L’attacco non era però terminato: i comandi britannici intendevano distruggere completamente il convoglio, perciò una seconda ondata, formata da cinque Beaufort del 39th Squadron scortati da nove Beaufighter degli Squadrons 252 e 272, decollò da Gianclis per attaccare le altre navi. Al largo della costa libica la formazione britannica s’imbatté in cinque Heinkel He 111 tedeschi, che vennero impegnati dai Beaufighter (nello scontro un Beaufighter fu abbattuto ed un altro danneggiato, mentre da parte britannica si rivendicarono due Heinkel abbattuti ed uno danneggiato), mentre i Beaufort continuarono a cercare il convoglio.
Terminato lo scontro con gli Heinkel, i Beaufighter si riunirono ai Beaufort, che non avevano trovato il «TT» ma avevano infruttuosamente lanciato tre siluri contro un convoglio di traghetti.
Da parte britannica si volle fare ancora un ultimo tentativo di distruggere il convoglio prima che arrivasse a destinazione: ormai, però, non c’erano più aerosiluranti idonei per attacco diurno disponibili, solo Wellington del 38th Squadron in grado di attaccare con buona sicurezza esclusivamente di notte, ma entro notte il convoglio sarebbe già giunto in porto. Si decise di mandare lo stesso i Wellington: il 38th Squadron avrebbe tentato per la prima volta un attacco al tramonto.

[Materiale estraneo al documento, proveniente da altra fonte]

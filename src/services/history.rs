//! Version history and restoring files from past revisions.

use crossbeam_channel::{unbounded, Receiver, Sender};
use gin_core::{CheckoutEvent, CheckoutKind, CommitRecord, GinError, ObjectKind, Result, TreeObject};
use std::fs;
use std::path::{Path, PathBuf};
use std::thread;
use tracing::{debug, warn};

use super::RepoContext;
use crate::adapters::LogQuery;

/// Marker found in the stored text of a pointer to annexed content
pub const ANNEX_POINTER_MARKER: &str = "/annex/objects";
/// How much of a stored object is inspected for the marker
const POINTER_SCAN_LEN: usize = 255;

/// Revisions matching `query`, newest first, each with its file changes.
pub fn log(ctx: &RepoContext, query: &LogQuery) -> Result<Vec<CommitRecord>> {
    let _guard = ctx.bare_off()?;
    ctx.git().log(query)
}

/// Restores `paths` (the whole tree when empty) to their state at `rev`, then
/// re-checks restored annexed content.
pub fn checkout_version(ctx: &RepoContext, rev: &str, paths: &[String]) -> Result<()> {
    let _guard = ctx.bare_off()?;
    ctx.git().checkout(rev, paths)?;
    if let Err(err) = ctx.annex().fsck(paths) {
        warn!("Content check after checkout failed: {}", err);
    }
    Ok(())
}

/// Key named by a content pointer, `None` for ordinary content.
pub fn annex_pointer_key(content: &[u8]) -> Option<String> {
    let head = &content[..content.len().min(POINTER_SCAN_LEN)];
    let text = String::from_utf8_lossy(head);
    if !text.contains(ANNEX_POINTER_MARKER) {
        return None;
    }
    let text = String::from_utf8_lossy(content);
    let key = text.trim().rsplit('/').next()?.trim();
    (!key.is_empty()).then(|| key.to_string())
}

/// `dir/name.ext` becomes `dir/name-suffix.ext`.
pub fn versioned_name(name: &str, suffix: &str) -> String {
    let path = Path::new(name);
    let stem = path
        .file_stem()
        .map(|s| s.to_string_lossy().into_owned())
        .unwrap_or_default();
    let file = match path.extension() {
        Some(ext) => format!("{stem}-{suffix}.{}", ext.to_string_lossy()),
        None => format!("{stem}-{suffix}"),
    };
    match path.parent().filter(|p| !p.as_os_str().is_empty()) {
        Some(parent) => parent.join(file).to_string_lossy().replace('\\', "/"),
        None => file,
    }
}

/// Where historical copies go and how they are named.
#[derive(Debug, Clone)]
pub struct CopyTarget {
    pub destination: PathBuf,
    /// Appended to each file stem, e.g. the revision date
    pub suffix: String,
}

/// Copies the entries of `paths` at `rev` under `target` without touching
/// the working tree. Annexed content that is not present is fetched by key.
pub fn checkout_copies(
    ctx: &RepoContext,
    rev: String,
    paths: Vec<String>,
    target: CopyTarget,
) -> Receiver<CheckoutEvent> {
    let (tx, rx) = unbounded();
    let ctx = ctx.clone();
    thread::spawn(move || {
        if let Err(err) = run_checkout_copies(&ctx, &rev, &paths, &target, &tx) {
            let _ = tx.send(CheckoutEvent::failure(err));
        }
    });
    rx
}

fn run_checkout_copies(
    ctx: &RepoContext,
    rev: &str,
    paths: &[String],
    target: &CopyTarget,
    tx: &Sender<CheckoutEvent>,
) -> Result<()> {
    let objects = ctx.git().ls_tree(rev, paths)?;
    debug!("{} objects at {}", objects.len(), rev);
    for object in objects {
        let event = copy_object(ctx, rev, &object, target);
        if tx.send(event).is_err() {
            break;
        }
    }
    Ok(())
}

fn copy_object(ctx: &RepoContext, rev: &str, object: &TreeObject, target: &CopyTarget) -> CheckoutEvent {
    let mut event = CheckoutEvent {
        file_name: object.name.clone(),
        kind: None,
        destination: String::new(),
        error: None,
    };
    match write_object(ctx, rev, object, target) {
        Ok((kind, destination)) => {
            event.kind = Some(kind);
            event.destination = destination;
        }
        Err(err) => event.error = Some(err),
    }
    event
}

fn write_object(
    ctx: &RepoContext,
    rev: &str,
    object: &TreeObject,
    target: &CopyTarget,
) -> Result<(CheckoutKind, String)> {
    if object.kind == ObjectKind::Tree {
        let dir = target.destination.join(&object.name);
        fs::create_dir_all(&dir).map_err(|e| GinError::io(format!("creating {}", dir.display()), &e))?;
        return Ok((CheckoutKind::Tree, dir.to_string_lossy().into_owned()));
    }
    if object.kind != ObjectKind::Blob {
        return Err(GinError::Io {
            context: object.name.clone(),
            reason: format!("cannot copy object of kind {:?}", object.kind),
        });
    }

    let content = ctx.git().cat_file(rev, &object.name)?;
    if let Some(key) = annex_pointer_key(&content) {
        let source = content_path(ctx, &key)?;
        let out = output_path(target, &object.name)?;
        fs::copy(&source, &out).map_err(|e| GinError::io(format!("copying {}", source.display()), &e))?;
        return Ok((CheckoutKind::Annex, out.to_string_lossy().into_owned()));
    }
    if object.is_symlink() {
        return Ok((CheckoutKind::Link, String::from_utf8_lossy(&content).into_owned()));
    }
    let out = output_path(target, &object.name)?;
    fs::write(&out, &content).map_err(|e| GinError::io(format!("writing {}", out.display()), &e))?;
    Ok((CheckoutKind::Git, out.to_string_lossy().into_owned()))
}

/// Local content file for `key`, fetched once if missing.
fn content_path(ctx: &RepoContext, key: &str) -> Result<PathBuf> {
    let annex = ctx.annex();
    if let Some(path) = annex.content_location(key)? {
        return Ok(path);
    }
    debug!("Content for {} not present, fetching", key);
    annex.get_key(key)?;
    annex.content_location(key)?.ok_or_else(|| GinError::Transfer {
        message: format!("content for key {key} is not available"),
    })
}

/// Versioned output file for `name`; never replaces an existing file.
fn output_path(target: &CopyTarget, name: &str) -> Result<PathBuf> {
    let out = target.destination.join(versioned_name(name, &target.suffix));
    if out.exists() {
        return Err(GinError::described(
            "Checkout",
            format!("{} already exists, not overwriting", out.display()),
            "",
        ));
    }
    if let Some(parent) = out.parent() {
        fs::create_dir_all(parent).map_err(|e| GinError::io(format!("creating {}", parent.display()), &e))?;
    }
    Ok(out)
}

#[cfg(test)]
mod tests {
    use super::*;

    #[test]
    fn pointer_detection() {
        assert_eq!(
            annex_pointer_key(b"../../.git/annex/objects/Xk/p2/MD5-s5--d41d8/MD5-s5--d41d8\n"),
            Some("MD5-s5--d41d8".to_string())
        );
        assert_eq!(
            annex_pointer_key(b"/annex/objects/MD5-s12--abc"),
            Some("MD5-s12--abc".to_string())
        );
        assert_eq!(annex_pointer_key(b"just text about annex"), None);

        let mut long = vec![b'x'; 300];
        long.extend_from_slice(b"/annex/objects/KEY");
        assert_eq!(annex_pointer_key(&long), None);
    }

    #[test]
    fn versioned_names() {
        assert_eq!(versioned_name("data/scan.tif", "2020-01-02"), "data/scan-2020-01-02.tif");
        assert_eq!(versioned_name("README", "abc123"), "README-abc123");
        assert_eq!(versioned_name("a.tar.gz", "v1"), "a.tar-v1.gz");
    }
}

Tre aerosiluranti Vickers Wellington del 38th Squadron, guidati dal capitano Albert Wiggins, decollarono alle 15.40 dall’aeroporto di Gambut, e volarono a soli 30 metri (in modo da non essere avvistati se non all’ultimo momento) fino a 60 miglia dalla costa, poi virarono verso ovest e volarono parallelamente alla costa sin quando giunsero 60 miglia a nordest di Tobruk, dove puntarono dritti sul convoglio. Il tempo era buono, la visibilità ottima, con annuvolamento minimo.
Questa volta il convoglio venne avvistato, proprio quando era giunto davanti a Tobruk, ad un paio di miglia dal porto, e colto di sorpresa. I marinai si apprestavano ad entrare in rada, quando videro le sagome nere dei Wellington apparire all’orizzonte, a due miglia di distanza. Le sagome dei Wellington si confondevano con il cielo scuro del crepuscolo, mentre la Tergestea si stagliava perfettamente visibile contro il sole che tramontava.

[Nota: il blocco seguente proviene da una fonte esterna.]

impl<'a> Git<'a> {
    pub fn new(runner: &'a dyn ProcessRunner, builder: &'a CommandBuilder, dir: &'a Path) -> Self {
        Self {
            runner,
            builder,
            dir,
        }
    }

    pub fn invocation<I, S>(&self, args: I) -> Invocation
    where
        I: IntoIterator<Item = S>,
        S: Into<String>,
    {
        self.builder.git(self.dir, args)
    }

    pub fn run<I, S>(&self, args: I) -> Result<ProcessOutput>
    where
        I: IntoIterator<Item = S>,
        S: Into<String>,
    {
        self.runner.output(&self.invocation(args))
    }

    pub fn spawn<I, S>(&self, args: I) -> Result<ProcessHandle>
    where
        I: IntoIterator<Item = S>,
        S: Into<String>,
    {
        self.runner.spawn(&self.invocation(args))
    }

    /// Runs and turns a non-zero exit into a `Command` error carrying stderr.
    fn checked<I, S>(&self, origin: &str, args: I) -> Result<ProcessOutput>
    where
        I: IntoIterator<Item = S>,
        S: Into<String>,
    {
        let out = self.run(args)?;
        if out.success() {
            Ok(out)
        } else {
            Err(GinError::command(origin, out.stderr_text()))
        }
    }

    pub fn version(&self) -> Result<String> {
        let out = self.checked("GitVersion", ["version"])?;
        Ok(out.stdout_text().trim().to_string())
    }

    pub fn init(&self, bare: bool) -> Result<()> {
        let mut args = vec!["init"];
        if bare {
            args.push("--bare");
        }
        self.checked("Init", args)?;
        Ok(())
    }

    /// Value of a config key, `None` when the key is unset.
    pub fn config_get(&self, key: &str) -> Result<Option<String>> {
        let out = self.run(["config", "--get", key])?;
        match out.status.code {
            Some(0) => Ok(Some(out.stdout_text().trim().to_string())),
            Some(1) => Ok(None),
            _ => Err(GinError::command("ConfigGet", out.stderr_text())),
        }
    }

    pub fn config_get_local(&self, key: &str) -> Result<Option<String>> {
        let out = self.run(["config", "--local", "--get", key])?;
        match out.status.code {
            Some(0) => Ok(Some(out.stdout_text().trim().to_string())),
            Some(1) => Ok(None),
            _ => Err(GinError::command("ConfigGet", out.stderr_text())),
        }
    }

    pub fn config_set(&self, key: &str, value: &str) -> Result<()> {
        self.checked("ConfigSet", ["config", "--local", key, value])?;
        Ok(())
    }

    pub fn config_unset(&self, key: &str) -> Result<()> {
        let out = self.run(["config", "--local", "--unset", key])?;
        // Exit 5 means the key was not set
        match out.status.code {
            Some(0) | Some(5) => Ok(()),
            _ => Err(GinError::command("ConfigUnset", out.stderr_text())),
        }
    }

    pub fn set_bare(&self, bare: bool) -> Result<()> {
        let value = if bare { "true" } else { "false" };
        self.checked("SetBare", ["config", "--local", "--bool", "core.bare", value])?;
        Ok(())
    }

    pub fn ls_files(&self, kind: LsFilesKind, paths: &[String]) -> Result<Vec<String>> {
        let mut args = vec!["ls-files".to_string(), "-z".to_string(), kind.flag().to_string()];
        if kind == LsFilesKind::Others {
            args.push("--exclude-standard".to_string());
        }
        args.push("--".to_string());
        args.extend(paths.iter().cloned());
        let out = self.checked("LsFiles", args)?;
        Ok(split_nul(&out.stdout))
    }

    /// Paths under `paths` that differ from `upstream`.
    pub fn diff_upstream(&self, upstream: &str, paths: &[String]) -> Result<Vec<String>> {
        let mut args = vec![
            "diff".to_string(),
            "-z".to_string(),
            "--name-only".to_string(),
            "--relative".to_string(),
            upstream.to_string(),
            "--".to_string(),
        ];
        args.extend(paths.iter().cloned());
        let out = self.checked("DiffUpstream", args)?;
        Ok(split_nul(&out.stdout))
    }

    /// Full hash of `rev`, `None` when it does not resolve.
    pub fn rev_parse(&self, rev: &str) -> Result<Option<String>> {
        let out = self.run(["rev-parse", "--quiet", "--verify", rev])?;
        if out.success() {
            Ok(Some(out.stdout_text().trim().to_string()))
        } else {
            Ok(None)
        }
    }

    /// Name of the checked out branch, `None` when detached or unborn.
    pub fn current_branch(&self) -> Result<Option<String>> {
        let out = self.run(["symbolic-ref", "--quiet", "--short", "HEAD"])?;
        if out.success() {
            let name = out.stdout_text().trim().to_string();
            Ok(if name.is_empty() { None } else { Some(name) })
        } else {
            Ok(None)
        }
    }

    /// Configured remotes and their URLs.
    pub fn remotes(&self) -> Result<BTreeMap<String, String>> {
        let out = self.checked("RemoteShow", ["remote", "-v", "show", "-n"])?;
        Ok(parse_remotes(&out.stdout_text()))
    }

    pub fn remote_add(&self, name: &str, url: &str) -> Result<()> {
        let out = self.run(["remote", "add", name, url])?;
        if !out.success() {
            let stderr = out.stderr_text();
            if stderr.contains("already exists") {
                return Err(GinError::described(
                    "RemoteAdd",
                    format!("remote with name '{name}' already exists"),
                    stderr,
                ));
            }
            return Err(GinError::command("RemoteAdd", stderr));
        }
        // Retrieve references of the new remote; failures only matter for logs
        let fetch = self.run(["fetch", name])?;
        if !fetch.success() {
            debug!("Fetch after adding remote {} failed: {}", name, fetch.stderr_text());
        }
        Ok(())
    }

    pub fn remote_remove(&self, name: &str) -> Result<()> {
        let out = self.run(["remote", "remove", name])?;
        if !out.success() {
            let stderr = out.stderr_text();
            if stderr.contains("No such remote") {
                return Err(GinError::UnknownRemote {
                    name: name.to_string(),
                });
            }
            return Err(GinError::command("RemoteRemove", stderr));
        }
        Ok(())
    }

    pub fn commit(&self, message: &str) -> Result<()> {
        let out = self.run(["commit".to_string(), format!("--message={message}")])?;
        if out.success() {
            return Ok(());
        }
        let stdout = out.stdout_text();
        if is_nothing_to_commit(&stdout) {
            debug!("Nothing to commit");
            return Err(GinError::NothingToCommit);
        }
        Err(GinError::command("Commit", out.stderr_text()))
    }

    pub fn commit_empty(&self, message: &str) -> Result<()> {
        self.checked(
            "CommitEmpty",
            ["commit".to_string(), "--allow-empty".to_string(), format!("--message={message}")],
        )?;
        Ok(())
    }

    /// Restores `paths` (or the whole tree) from `rev` into the working tree.
    pub fn checkout(&self, rev: &str, paths: &[String]) -> Result<()> {
        let mut args = vec!["checkout".to_string(), rev.to_string(), "--".to_string()];
        if paths.is_empty() {
            args.push(".".to_string());
        } else {
            args.extend(paths.iter().cloned());
        }
        self.checked("Checkout", args)?;
        Ok(())
    }

    /// Aborts an unfinished merge. A plain status run first lets the annex
    /// hooks settle the index; without it the abort can fail.
    pub fn merge_abort(&self) -> Result<()> {
        let _ = self.run(["status"])?;
        let out = self.run(["merge", "--abort"])?;
        if !out.success() {
            warn!("Merge abort failed: {}", out.stderr_text().trim());
        }
        Ok(())
    }

    pub fn merge_in_progress(&self) -> Result<bool> {
        Ok(self.rev_parse("MERGE_HEAD")?.is_some())
    }

    pub fn log(&self, query: &LogQuery) -> Result<Vec<CommitRecord>> {
        let mut args = vec!["log".to_string(), "-z".to_string(), LOG_FORMAT.to_string()];
        push_log_filters(&mut args, query);
        let out = self.run(args)?;
        if !out.success() {
            let stderr = out.stderr_text();
            if stderr.contains("bad revision") || stderr.contains("unknown revision") {
                let rev = query.revrange.clone().unwrap_or_default();
                return Err(GinError::described(
                    "Log",
                    format!("'{rev}' does not match a known version ID or name"),
                    stderr,
                ));
            }
            return Err(GinError::command("Log", stderr));
        }
        let mut commits = parse_log(&out.stdout_text());

        match self.log_diffstat(query) {
            Ok(mut stats) => {
                for commit in &mut commits {
                    if let Some(stat) = stats.remove(&commit.hash) {
                        commit.file_stats = stat;
                    }
                }
            }
            Err(err) => warn!("Failed to get diff stats: {}", err),
        }
        Ok(commits)
    }

    pub fn log_diffstat(&self, query: &LogQuery) -> Result<HashMap<String, DiffStat>> {
        let mut args = vec![
            "log".to_string(),
            "--format=::%H".to_string(),
            "--name-status".to_string(),
        ];
        push_log_filters(&mut args, query);
        let out = self.checked("LogDiffStat", args)?;
        Ok(parse_diffstat(&out.stdout_text()))
    }

    pub fn ls_tree(&self, rev: &str, paths: &[String]) -> Result<Vec<TreeObject>> {
        let mut args = vec![
            "ls-tree".to_string(),
            "--full-tree".to_string(),
            "-z".to_string(),
            "-t".to_string(),
            "-r".to_string(),
            rev.to_string(),
        ];
        args.extend(paths.iter().cloned());
        let out = self.checked("LsTree", args)?;
        Ok(parse_ls_tree(&out.stdout_text()))
    }

    /// Stored content of `path` at `rev`.
    pub fn cat_file(&self, rev: &str, path: &str) -> Result<Vec<u8>> {
        let out = self.checked(
            "CatFile",
            ["cat-file".to_string(), "blob".to_string(), format!("{rev}:{path}")],
        )?;
        Ok(out.stdout)
    }
}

Le unità della scorta aprirono subito il fuoco ed iniziarono freneticamente a fare segnalazioni alla Tergestea, ma i Wellington lanciarono tutti i loro siluri, due per ogni aereo, da distanze comprese tra i 450 ed i 550 metri, tutti contro la motonave italiana, che agli equipaggi degli aerei sembrò quasi ferma.
Uno dei tre bombardieri, pilotato dal sergente Viles, fu colpito e precipitò vicino al porto (tre membri del suo equipaggio furono catturati, ma due fuggirono e raggiunsero le linee britanniche l’11 novembre), e gli altri due aerei (quello di Wiggins e quello del sottotenente Bertram) furono entrambi danneggiati, ma alle 18.16, nel punto 32°02’ N e 24°04’ E, almeno uno (forse anche tre) dei sei siluri lanciati colpì la Tergestea a poppa. La sfortunata motonave si disintegrò in una nuvola di fumo che si levò per oltre 900 metri, a un passo dalla salvezza. L’intero equipaggio di 80 uomini trovò la morte nell’esplosione.

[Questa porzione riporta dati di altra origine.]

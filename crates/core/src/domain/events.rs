use crate::error::GinError;
use serde::{Serialize, Serializer};

/// Progress value reported when an item finished successfully.
pub const PROGRESS_COMPLETE: &str = "100%";

/// One progress report for one item of a long-running operation.
///
/// A stream of these is closed once the operation is over. Each item ends with
/// either an event carrying [`PROGRESS_COMPLETE`] or an event carrying an error.
#[derive(Debug, Clone, Default, PartialEq, Serialize)]
pub struct StatusEvent {
    #[serde(rename = "filename")]
    pub file_name: String,
    pub state: String,
    /// Percentage string, empty when indeterminate
    pub progress: String,
    /// Human-scaled byte rate, empty when not applicable
    pub rate: String,
    #[serde(rename = "rawinput")]
    pub raw_input: String,
    #[serde(rename = "rawoutput")]
    pub raw_output: String,
    #[serde(rename = "err", serialize_with = "error_text")]
    pub error: Option<GinError>,
}

impl StatusEvent {
    pub fn new(file_name: impl Into<String>, state: impl Into<String>) -> Self {
        Self {
            file_name: file_name.into(),
            state: state.into(),
            ..Self::default()
        }
    }

    /// An event that carries only an error, used to report a failed step.
    pub fn failure(error: GinError) -> Self {
        Self {
            error: Some(error),
            ..Self::default()
        }
    }

    pub fn with_progress(mut self, progress: impl Into<String>) -> Self {
        self.progress = progress.into();
        self
    }

    pub fn with_error(mut self, error: GinError) -> Self {
        self.error = Some(error);
        self
    }

    pub fn completed(mut self) -> Self {
        self.progress = PROGRESS_COMPLETE.to_string();
        self
    }

    pub fn is_complete(&self) -> bool {
        self.error.is_none() && self.progress == PROGRESS_COMPLETE
    }

    pub fn is_error(&self) -> bool {
        self.error.is_some()
    }
}

fn error_text<S: Serializer>(error: &Option<GinError>, serializer: S) -> Result<S::Ok, S::Error> {
    match error {
        Some(err) => serializer.serialize_str(&err.to_string()),
        None => serializer.serialize_str(""),
    }
}

/// Kind of entry written by a historical version copy.
#[derive(Debug, Clone, Copy, PartialEq, Eq, Serialize)]
pub enum CheckoutKind {
    /// Pointer to annexed content, copied from the local content store
    Annex,
    /// Plain symbolic link; the destination holds the link target
    Link,
    /// Regular file tracked by git
    Git,
    /// Directory created at the destination
    Tree,
}

/// Result of copying one tree entry out of a past revision.
#[derive(Debug, Clone, PartialEq)]
pub struct CheckoutEvent {
    pub file_name: String,
    pub kind: Option<CheckoutKind>,
    pub destination: String,
    pub error: Option<GinError>,
}

impl CheckoutEvent {
    pub fn failure(error: GinError) -> Self {
        Self {
            file_name: String::new(),
            kind: None,
            destination: String::new(),
            error: Some(error),
        }
    }
}

#[cfg(test)]
mod tests {
    use super::*;

    #[test]
    fn completed_event_without_error_is_complete() {
        let event = StatusEvent::new("data.bin", "Adding (annex)").completed();
        assert!(event.is_complete());

        let failed = event.clone().with_error(GinError::Transfer {
            message: "remote storage unavailable".to_string(),
        });
        assert!(!failed.is_complete());
        assert!(failed.is_error());
    }
}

Il 27 ed il 28 ottobre «ULTRA» ebbe modo di decrittare anche i messaggi che comunicavano la perdita delle due navi. Tergestea e Proserpina figurano tra le navi alla cui perdita è spesso imputata la scarsità di carburante delle truppe corazzate italo-tedesche nella battaglia di El Alamein (Rommel avrebbe scritto nel suo diario che con la perdita di Proserpina e Tergestea la battaglia era persa). Il capitano Wiggins fu decorato con il Distinguished Service Order per aver affondato la Tergestea.
Il relitto della motonave giaceva in acque molto basse e chiare, tanto da risultare visibile alle navi che passavano nei pressi: pochi giorni dopo il comandante Aldo Cocchia del cacciatorpediniere Da Recco, che aveva scortato la Tergestea nel viaggio in cui era stata affondata la Manfredo Camperio, ebbe il dispiacere di vederne il relitto mentre si apprestava ad entrare nel porto di Tobruk.